Working under a strong federal mandate, scientists across the nation are developing next-generation biofuels from inedible plant materials such as corn stover, switchgrass and wood chips. Unlike most ethanol on the market today, these so-called cellulosic biofuels would not be derived from food sources, potentially reducing the stress on food systems. But the complex structure of plant material keeps cellulose’s energy-rich sugars locked up in tangled webs, making the process of converting it to fuel difficult. In recent years, scientists have been trying to find and engineer enzymes that can break down the sugars more efficiently, potentially opening the door to the commercial production of fuel from cellulose.
Raines’ chemical approach, which he developed with graduate student Joe Binder, a doctoral candidate in the chemistry department, on the other hand, relies on a mixture of an ionic liquid and dilute acid-both of which can slip past lignin-to dissolve the long chains of sugars in biomass and break them up into individual molecules of glucose and xylose.
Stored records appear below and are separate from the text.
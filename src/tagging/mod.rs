//! Metadata tagging
//!
//! Rewrites the tags of an acquired file to the effective metadata and embeds
//! cover art. Fetching the cover is a separate, best-effort step so the
//! pipeline can report a failed fetch and carry on without it.
//!
//! - [`LoftyTagger`]: fetches covers over HTTP and writes tags with `lofty`
//! - [`MetadataTagger`]: the seam the pipeline depends on

mod cover;
mod lofty_tagger;

pub use cover::CoverFetcher;
pub use lofty_tagger::LoftyTagger;

use crate::error::{CoverArtResult, TagResult};
use crate::types::ResolvedMetadata;
use async_trait::async_trait;
use std::path::Path;

/// Image bytes fetched for embedding as the front cover
#[derive(Clone, PartialEq, Eq)]
pub struct CoverArt {
    data: Vec<u8>,
}

impl CoverArt {
    /// Wrap already validated image bytes
    pub fn new(data: Vec<u8>) -> Self {
        Self { data }
    }

    /// Raw image bytes
    pub fn data(&self) -> &[u8] {
        &self.data
    }
}

impl std::fmt::Debug for CoverArt {
    fn fmt(&self, f: &mut std::fmt::Formatter<'_>) -> std::fmt::Result {
        f.debug_struct("CoverArt")
            .field("len", &self.data.len())
            .finish()
    }
}

/// Writes track metadata into an audio file
#[async_trait]
pub trait MetadataTagger: Send + Sync {
    /// Fetch cover art from `url`
    ///
    /// Failures here are never fatal to a job.
    async fn fetch_cover(&self, url: &str) -> CoverArtResult<CoverArt>;

    /// Replace the tags of `path` with `metadata`
    ///
    /// Every existing tag item is dropped except embedded pictures. When
    /// `cover` is given it replaces any embedded picture as the front cover.
    async fn write_tags(
        &self,
        path: &Path,
        metadata: &ResolvedMetadata,
        cover: Option<CoverArt>,
    ) -> TagResult<()>;
}
//! Error types for trackfetch
//!
//! This module provides error handling for the library, including:
//! - Per-step pipeline errors (acquire, tag, cover art, publish)
//! - HTTP status code mapping for API integration
//! - Structured error responses with machine-readable error codes

use serde::{Deserialize, Serialize};
use std::path::PathBuf;
use thiserror::Error;
use utoipa::ToSchema;

/// Result type alias for trackfetch operations
pub type Result<T> = std::result::Result<T, Error>;

/// Result of the acquire step
pub type AcquireResult<T> = std::result::Result<T, AcquireError>;

/// Result of the tag step
pub type TagResult<T> = std::result::Result<T, TagError>;

/// Result of a cover-art fetch
pub type CoverArtResult<T> = std::result::Result<T, CoverArtError>;

/// Result of the publish step
pub type PublishResult<T> = std::result::Result<T, PublishError>;

/// Main error type for trackfetch
///
/// This is the primary error type used throughout the library. Pipeline steps
/// return their own narrower error types which convert into this one.
#[derive(Debug, Error)]
pub enum Error {
    /// Configuration error with context about which setting is invalid
    #[error("configuration error: {message}")]
    Config {
        /// Human-readable error message describing the configuration issue
        message: String,
        /// The configuration key that caused the error (e.g., "max_concurrent_downloads")
        key: Option<String>,
    },

    /// Database operation failed
    #[error("database error: {0}")]
    Database(#[from] DatabaseError),

    /// SQLx database error
    #[error("database error: {0}")]
    Sqlx(#[from] sqlx::Error),

    /// Audio acquisition failed
    #[error("acquisition error: {0}")]
    Acquire(#[from] AcquireError),

    /// Tag writing failed
    #[error("tagging error: {0}")]
    Tag(#[from] TagError),

    /// Cover art could not be fetched
    #[error("cover art error: {0}")]
    CoverArt(#[from] CoverArtError),

    /// Moving the tagged file into the library failed
    #[error("publish error: {0}")]
    Publish(#[from] PublishError),

    /// I/O error
    #[error("I/O error: {0}")]
    Io(#[from] std::io::Error),

    /// A submission was rejected before reaching the queue
    #[error("invalid request: {0}")]
    InvalidRequest(String),

    /// Shutdown in progress - not accepting new downloads
    #[error("shutdown in progress: not accepting new downloads")]
    ShuttingDown,

    /// The optional queue bound was reached
    #[error("download queue is full ({limit} jobs waiting)")]
    QueueFull {
        /// Configured maximum number of waiting jobs
        limit: usize,
    },

    /// API server error
    #[error("API server error: {0}")]
    ApiServerError(String),
}

/// Database-related errors
#[derive(Debug, Error)]
pub enum DatabaseError {
    /// Failed to connect to database
    #[error("failed to connect to database: {0}")]
    ConnectionFailed(String),

    /// Failed to run migrations
    #[error("failed to run migrations: {0}")]
    MigrationFailed(String),

    /// Query failed
    #[error("query failed: {0}")]
    QueryFailed(String),
}

/// Errors reported by an audio acquirer
#[derive(Debug, Error)]
pub enum AcquireError {
    /// The search returned nothing for the query
    #[error("no result found for '{query}'")]
    NotFound {
        /// The query that produced no match
        query: String,
    },

    /// The acquirer tool ran but reported a failure
    #[error("{tool} failed: {message}")]
    Tool {
        /// Name of the tool (e.g. "yt-dlp")
        tool: String,
        /// Error output or exit description
        message: String,
    },

    /// The acquirer did not finish within its time budget
    #[error("acquisition timed out after {seconds}s")]
    Timeout {
        /// Timeout that elapsed, in seconds
        seconds: u64,
    },

    /// The tool reported success but the expected audio file is missing
    #[error("expected audio file not found at {path}")]
    MissingOutput {
        /// Path where the audio file was expected
        path: PathBuf,
    },

    /// No acquirer is available (binary missing)
    #[error("no audio acquirer available: {0}")]
    Unavailable(String),

    /// I/O error while launching or reading the tool
    #[error("I/O error: {0}")]
    Io(#[from] std::io::Error),
}

/// Errors while rewriting audio tags
#[derive(Debug, Error)]
pub enum TagError {
    /// The audio file could not be read or parsed
    #[error("failed to read tags from {path}: {reason}")]
    Read {
        /// Audio file path
        path: PathBuf,
        /// Underlying reason
        reason: String,
    },

    /// The tags could not be written back
    #[error("failed to write tags to {path}: {reason}")]
    Write {
        /// Audio file path
        path: PathBuf,
        /// Underlying reason
        reason: String,
    },

    /// The blocking tag task panicked or was cancelled
    #[error("tagging task aborted: {0}")]
    Aborted(String),
}

/// Errors while fetching remote cover art (never fatal to a job)
#[derive(Debug, Error)]
pub enum CoverArtError {
    /// The URL is malformed or not http(s)
    #[error("invalid cover art URL '{url}': {reason}")]
    InvalidUrl {
        /// The rejected URL
        url: String,
        /// Why it was rejected
        reason: String,
    },

    /// The server answered with a non-success status
    #[error("cover art request returned HTTP {status}")]
    Status {
        /// HTTP status code
        status: u16,
    },

    /// The body was empty, too large, or not a recognizable image
    #[error("unusable cover art: {0}")]
    Unusable(String),

    /// Transport error (connect, timeout, body read)
    #[error("cover art request failed: {0}")]
    Request(#[from] reqwest::Error),
}

/// Errors while moving a tagged file into its canonical location
#[derive(Debug, Error)]
pub enum PublishError {
    /// The artist/album directory could not be created
    #[error("failed to create directory {path}: {reason}")]
    CreateDir {
        /// Directory that could not be created
        path: PathBuf,
        /// Underlying reason
        reason: String,
    },

    /// A stale file at the destination could not be replaced
    #[error("failed to replace existing file {path}: {reason}")]
    Replace {
        /// Destination path
        path: PathBuf,
        /// Underlying reason
        reason: String,
    },

    /// File move/rename failed
    #[error("failed to move {source_path} to {dest_path}: {reason}")]
    MoveFailed {
        /// The source path of the file being moved
        source_path: PathBuf,
        /// The destination path where the file should be moved
        dest_path: PathBuf,
        /// The reason the move failed
        reason: String,
    },
}

/// API error response format
///
/// This structure is returned by API endpoints when an error occurs.
///
/// # Example JSON Response
///
/// ```json
/// {
///   "error": {
///     "code": "shutting_down",
///     "message": "shutdown in progress: not accepting new downloads"
///   }
/// }
/// ```
#[derive(Debug, Clone, Serialize, Deserialize, ToSchema)]
pub struct ApiError {
    /// The error details
    pub error: ErrorDetail,
}

/// Detailed error information for API responses
#[derive(Debug, Clone, Serialize, Deserialize, ToSchema)]
pub struct ErrorDetail {
    /// Machine-readable error code (e.g., "queue_full", "invalid_request")
    pub code: String,

    /// Human-readable error message
    pub message: String,

    /// Optional additional context about the error
    #[serde(skip_serializing_if = "Option::is_none")]
    pub details: Option<serde_json::Value>,
}

impl ApiError {
    /// Create a new API error with code and message
    pub fn new(code: impl Into<String>, message: impl Into<String>) -> Self {
        Self {
            error: ErrorDetail {
                code: code.into(),
                message: message.into(),
                details: None,
            },
        }
    }

    /// Create an API error with additional details
    pub fn with_details(
        code: impl Into<String>,
        message: impl Into<String>,
        details: serde_json::Value,
    ) -> Self {
        Self {
            error: ErrorDetail {
                code: code.into(),
                message: message.into(),
                details: Some(details),
            },
        }
    }
}

/// Convert errors to HTTP status codes for API responses
pub trait ToHttpStatus {
    /// Get the HTTP status code for this error
    fn status_code(&self) -> u16;

    /// Get the machine-readable error code
    fn error_code(&self) -> &str;
}

impl ToHttpStatus for Error {
    fn status_code(&self) -> u16 {
        match self {
            Error::Config { .. } => 400,
            Error::InvalidRequest(_) => 400,

            // 422 Unprocessable Entity - the job itself could not be fulfilled
            Error::Acquire(AcquireError::NotFound { .. }) => 422,
            Error::Tag(_) => 422,
            Error::Publish(_) => 422,

            Error::Database(_) => 500,
            Error::Sqlx(_) => 500,
            Error::Io(_) => 500,
            Error::ApiServerError(_) => 500,

            // 502 Bad Gateway - External service errors
            Error::Acquire(_) => 502,
            Error::CoverArt(_) => 502,

            // 503 Service Unavailable
            Error::ShuttingDown => 503,
            Error::QueueFull { .. } => 503,
        }
    }

    fn error_code(&self) -> &str {
        match self {
            Error::Config { .. } => "config_error",
            Error::InvalidRequest(_) => "invalid_request",
            Error::Database(_) => "database_error",
            Error::Sqlx(_) => "database_error",
            Error::Acquire(e) => match e {
                AcquireError::NotFound { .. } => "track_not_found",
                AcquireError::Tool { .. } => "acquirer_failed",
                AcquireError::Timeout { .. } => "acquirer_timeout",
                AcquireError::MissingOutput { .. } => "acquirer_missing_output",
                AcquireError::Unavailable(_) => "acquirer_unavailable",
                AcquireError::Io(_) => "acquirer_io_error",
            },
            Error::Tag(_) => "tagging_failed",
            Error::CoverArt(_) => "cover_art_failed",
            Error::Publish(e) => match e {
                PublishError::CreateDir { .. } => "create_dir_failed",
                PublishError::Replace { .. } => "replace_failed",
                PublishError::MoveFailed { .. } => "move_failed",
            },
            Error::Io(_) => "io_error",
            Error::ShuttingDown => "shutting_down",
            Error::QueueFull { .. } => "queue_full",
            Error::ApiServerError(_) => "api_server_error",
        }
    }
}

impl From<Error> for ApiError {
    fn from(error: Error) -> Self {
        let code = error.error_code().to_string();
        let message = error.to_string();

        let details = match &error {
            Error::Config { key: Some(key), .. } => Some(serde_json::json!({ "key": key })),
            Error::QueueFull { limit } => Some(serde_json::json!({ "limit": limit })),
            Error::Publish(PublishError::MoveFailed {
                source_path,
                dest_path,
                ..
            }) => Some(serde_json::json!({
                "source_path": source_path.display().to_string(),
                "dest_path": dest_path.display().to_string(),
            })),
            _ => None,
        };

        match details {
            Some(details) => ApiError::with_details(code, message, details),
            None => ApiError::new(code, message),
        }
    }
}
Over the course of the reaction, they added water to the mixture to prevent unwanted byproducts from forming. After two rounds of such treatment, a sample of corn stover gave up about 70 percent of its glucose and 79 percent of its xylose, a 75 percent sugar yield overall. From there, the researchers used ion-exclusion chromatography to separate the sugars from the reaction mixture, as well as the ionic liquid, for reuse.
The sugar yields obtained using this method, says Raines, approach those achieved using enzymes to break down raw biomass. And chemicals, he notes, are more robust and less expensive than enzymes-and require no pretreatment of the biomass sample. “In the biofuels race,” says Raines, “I feel this sort of chemical approach has a good shot at winning.”
Raines and Binder subsequently used microbes to ferment the sugars they collected into ethanol. All told, says Raines, using this integrated process, they were able to convert half of the sugars available in plant biomass into liquid fuel.
To make it work at the industrial scale, however, a number of hurdles will need to be overcome, including the near-perfect recovery of the ionic liquid, which is expensive, in order to make the whole process economical. Nevertheless, says Raines, the technology is ready for the right entrepreneur.
“This work could have substantial short-term economic and political impacts,” he says.
Raines’ project was supported by the Great Lakes Bioenergy Research Center, a U.S. Department of Energy bioenergy research center located at UW–Madison, as well as a National Science Foundation Graduate Research Fellowship awarded to Binder.